In an era when far more scandalous behavior can be viewed in the comfort of one’s own living room, Orton’s farce about a pair of bisexual bank robbers, a murderous nurse, a beleaguered old widower and a suspicious local water company official who turns out to be a corrupt cop seems pretty tame.

However, this madcap farce, with its cynical mockery of corrupt policemen, Catholicism and loveless family relations, still hits home with the sting of sharp comic wit. It puts bad taste to good use.

The action takes place on the day of the funeral of Mrs. McLeavy, who is survived by her husband (David Howey), a devoted Catholic and horticulturalist, and her son (Tobias Segal), a delinquent and philanderer who has robbed a bank with his buddy (Chancellor Dean). When the intrepid Inspector Truscott (Anthony Lawton) shows up, they need a place to stash the loot. Mrs. McLeavy’s coffin seems perfect, but what will they do with the body?

That question serves as the springboard for a farce that is as macabre as it is hilarious. In an epigrammatic style that at its best recalls Oscar Wilde, Orton skewers the middle class’s mindless obedience of civil and moral authority and celebrates "a Utopia of decadence."

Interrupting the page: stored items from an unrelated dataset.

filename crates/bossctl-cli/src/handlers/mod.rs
pub mod config;
pub mod render;
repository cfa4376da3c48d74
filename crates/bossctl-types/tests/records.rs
use bossctl_types::models::{
    AdminState, ComponentInstance, ConnectStatus, Device, OperStatus, Port, PortType,
};
use bossctl_types::{FieldPath, Record, Value};
use pretty_assertions::assert_eq;

#[test]
fn test_device_decodes_protobuf_json() {
    let device: Device = serde_json::from_str(
        r#"{
            "id": "onu-10",
            "type": "brcm_openomci_onu",
            "parentId": "olt-1",
            "parentPortNo": 536870912,
            "serialNumber": "ALPHe3d1cf57",
            "operStatus": "DISCOVERED",
            "reason": "initial-mib-downloaded"
        }"#,
    )
    .unwrap();

    assert_eq!(device.oper_status, OperStatus::Discovered);
    assert_eq!(device.oper_status.number(), 1);

    let fields = device.fields();
    assert_eq!(fields.get("Type").and_then(Value::as_str), Some("brcm_openomci_onu"));
    assert_eq!(fields.get("ParentPortNo").and_then(Value::as_f64), Some(536870912.0));
    assert_eq!(fields.get("OperStatus").map(ToString::to_string).as_deref(), Some("DISCOVERED"));
    assert_eq!(fields.get("AdminState").map(ToString::to_string).as_deref(), Some("UNKNOWN"));
    assert_eq!(fields.get("HostAndPort"), Some(&Value::Null));
}

#[test]
fn test_enums_decode_from_wire_numbers() {
    let device: Device = serde_json::from_str(
        r#"{"id": "a", "adminState": 3, "operStatus": "ACTIVE", "connectStatus": 99}"#,
    )
    .unwrap();
    assert_eq!(device.admin_state, AdminState::Enabled);
    assert_eq!(device.oper_status, OperStatus::Active);
    assert_eq!(device.connect_status, ConnectStatus::Unknown);

    let port: Port = serde_json::from_str(r#"{"portNo": 1, "type": 3, "adminState": null}"#).unwrap();
    assert_eq!(port.port_type, PortType::PonOlt);
    assert_eq!(port.admin_state, AdminState::Unknown);

    let err = serde_json::from_str::<Device>(r#"{"adminState": "SLEEPING"}"#).unwrap_err();
    assert!(err.to_string().contains("SLEEPING"), "{}", err);
}

#[test]
fn test_declared_fields_cover_unset_optionals() {
    let declared = Device::declared_fields().unwrap();
    assert_eq!(declared.first().map(String::as_str), Some("Id"));
    assert!(declared.iter().any(|f| f == "Reason"));
    assert!(declared.iter().any(|f| f == "HostAndPort"));
    assert!(!declared.iter().any(|f| f == "Colour"));
}

#[test]
fn test_port_peers_are_nested_records() {
    let port: Port = serde_json::from_str(
        r#"{"portNo": 536870912, "type": "PON_OLT", "peers": [{"deviceId": "onu-10", "portNo": 536870912}]}"#,
    )
    .unwrap();

    let value = port.to_value();
    assert_eq!(
        value.to_string(),
        "{PortNo:536870912 Label: Type:PON_OLT AdminState:UNKNOWN OperStatus:UNKNOWN DeviceId: Peers:[{DeviceId:onu-10 PortNo:536870912}]}"
    );
}

#[test]
fn test_component_start_time_is_a_timestamp() {
    let component: ComponentInstance =
        serde_json::from_str(r#"{"name": "etcd-0", "startTime": "2024-03-01T00:00:00Z"}"#).unwrap();
    let start = component.fields().get("StartTime").cloned().unwrap();
    assert!(start.as_timestamp().is_some());
    assert_eq!(start.to_string(), "2024-03-01T00:00:00Z");

    let unset: ComponentInstance = serde_json::from_str(r#"{"name": "etcd-0"}"#).unwrap();
    assert!(unset.fields().get("StartTime").unwrap().is_null());
}

#[test]
fn test_field_path_labels() {
    let path = FieldPath::parse(".ImageState.Version").unwrap();
    assert_eq!(path.segments().to_vec(), vec!["ImageState", "Version"]);
    assert_eq!(path.header_label(), "IMAGESTATE.VERSION");

    for bad in ["", ".", "A..B", "A-B"] {
        assert!(FieldPath::parse(bad).is_err(), "{:?}", bad);
    }
}
// NOTE: bossctl Architecture Rationale
//
// Why render saved responses (not call the controller)?
// - The rendering pipeline is the part every command shares
// - A JSON file or stdin is enough to exercise it end to end
// - Transport and per-entity argument parsing live outside this workspace
//
// Why typed records behind a `Record` trait (not reflection)?
// - Format strings name fields at runtime (`{{.SerialNumber}}`)
// - Each record exposes its fields by name, so filters, ordering and templates
//   share one lookup path
// - Typed records also declare their field set, so a misspelled column fails
//   before anything is printed

mod align;
mod args;
mod commands;
pub mod config;
mod handlers;
pub mod kinds;
mod logging;
pub mod types;

pub use args::{Cli, Commands, OutputArgs};
pub use commands::run;
//! Result rendering for bossctl.
//!
//! Takes the records returned by a command plus a [`PresentationSpec`] and
//! produces the text that goes to stdout:
//!
//! ```text
//! Data<R: Record> -> filter -> sort -> truncate names -> template | JSON | YAML
//! ```
//!
//! ```
//! use bossctl_format::{OutputAs, PresentationSpec, ResultPipeline};
//! use bossctl_types::{Data, Fields};
//!
//! let data = Data::Many(vec![
//!     Fields::new().with("Id", "1"),
//!     Fields::new().with("Id", "10"),
//!     Fields::new().with("Id", "2"),
//! ]);
//! let spec = PresentationSpec {
//!     order_by: "-Id".to_string(),
//!     output_as: OutputAs::Quiet,
//!     ..Default::default()
//! };
//! let out = ResultPipeline::default().render(&data, &spec).unwrap();
//! assert_eq!(out, "10\n2\n1\n");
//! ```

pub mod encode;
pub mod error;
pub mod field;
pub mod filter;
pub mod pipeline;
pub mod presentation;
pub mod sort;
pub mod template;
pub mod truncate;

pub use encode::{Encoding, encode};
pub use error::{Error, Result};
pub use field::{resolve, resolve_mut};
pub use filter::Filter;
pub use pipeline::ResultPipeline;
pub use presentation::{
    CommandDefaults, OptionSource, OutputAs, Overrides, PresentationSpec, unescape_format,
};
pub use sort::{Direction, SortKey, SortSpec};
pub use template::Template;
pub use template::funcs::{CallContext, FuncTable};
pub use truncate::NameTruncator;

Under the extraordinary direction of Douglas C. Wager, the Arden Theatre Company has found a magical manipulator. Suddenly a balanced perspective of the playwright as prankster and as a chronicler of panic takes shape. Plausibility and heightened theatricality are one. More astonishingly, the audience is confronted with the vastly entertaining wickedness within, the capacity to take pleasure in the unspeakable.

The openly gay Orton was a bit of a thug, a semi-anarchist who spent time in jail with collaborator and lover Kenneth Halliwell for pasting outrageous images into library books. At 34, while at the peak of his career, Halliwell murdered Orton. The playwright loved to shock: Among the work he left behind was a never-produced screenplay for the Beatles called "Prick Up Your Ears," a play on words on several levels as "ears" is an anagram.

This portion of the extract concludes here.